Matthew Frawley, who has been a public defender in Frederick for more than a decade, said this is “uncharted territory.” He has several clients who got plea offers, and he’s eager to speak with them in person, he said.

“Some of these guys have been sitting in jail for more than a year. They’re obviously feeling neglected,” Frawley said. “My hair’s not on fire over it yet, but if it continues, it can be a major issue regarding the representation of my clients who are incarcerated.”

Frawley didn’t know for certain whether the tablets inmates can use to make calls and send texts are recorded, so he doesn’t plan to use those. Sheriff’s office spokesman Todd Wivell said phone lines are not recorded.

Frawley learned Monday he wouldn’t be able to see his clients in person at the detention center until next Tuesday.
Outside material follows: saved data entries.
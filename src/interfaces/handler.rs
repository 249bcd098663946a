//! Request handler interface and pipeline errors.

use async_trait::async_trait;

use super::row_store::StorageError;
use crate::model::{Request, RequestKind, Response};

/// Result type for handler and trigger operations.
pub type Result<T> = std::result::Result<T, PipelineError>;

/// Business error code: the remote system rejected the update.
pub const REMOTE_UPDATE_REJECTED: &str = "UpdateCustomerExtendedPropertiesFailed";

/// Business error code: the remote system returned a broken payload.
pub const INVALID_REMOTE_RESPONSE: &str = "InvalidRemoteResponse";

/// Errors surfaced to the dispatcher.
#[derive(Debug, thiserror::Error)]
pub enum PipelineError {
    #[error("Validation failed: {0}")]
    Validation(String),

    #[error("Data access failed: {0}")]
    DataAccess(#[from] StorageError),

    #[error("Business error {code}: {message}")]
    Business { code: String, message: String },

    #[error("Request '{kind}' is not supported")]
    Unsupported { kind: RequestKind },
}

impl PipelineError {
    pub fn business(code: impl Into<String>, message: impl Into<String>) -> Self {
        PipelineError::Business {
            code: code.into(),
            message: message.into(),
        }
    }

    pub fn is_business(&self) -> bool {
        matches!(self, PipelineError::Business { .. })
    }
}

/// A link in the request handler chain.
///
/// Links are composed at registration time: a link that wraps another holds
/// it and calls its `process` as "next". The innermost handler is the host's
/// own data service.
///
/// # Example
///
/// ```ignore
/// let data_service: Arc<dyn RequestHandler> = host.data_service();
/// let chain = CustomerExtensionSync::new(data_service, store, remote, &config.extensions);
/// let response = chain.process(&request).await?;
/// ```
#[async_trait]
pub trait RequestHandler: Send + Sync {
    /// Name of this handler, for logging.
    fn name(&self) -> &str;

    /// Process a request and produce its response.
    async fn process(&self, request: &Request) -> Result<Response>;
}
His office received notice from the warden around noon, he said. While Frawley acknowledged a short pause on visitation to curb an outbreak is understandable, if it goes on for too long, he may consider filing motions in court to demand hearings on behalf of his clients.

Attorneys are not the only people with concerns. Donna Rider has a loved one at the detention center and is concerned over the COVID-19 outbreak.

“You’re constantly worried,” she said. “You get up, you think about it. You go to bed, you’re thinking about it.”

The sheriff’s office says inmates with COVID-19 are being monitored, and staff who tested positive are not at work.

Correctional officers immediately put the positive inmates in a 10-day medical isolation, according to the sheriff’s office, where Wellpath staff constantly monitor them. The block of ADC where the positive inmates resided was put under a 10-day quarantine, and the other inmates in that block were offered COVID-19 tests. All other inmates are under a seven-day quarantine.

Correctional officers who tested positive cannot return until their quarantine is complete and they test negative, the sheriff’s office said. ADC staff began receiving the vaccine earlier this week.


Clarification: This story has been updated to more accurately reflect Matthew Frawley’s statement about the tablets used in the detention center.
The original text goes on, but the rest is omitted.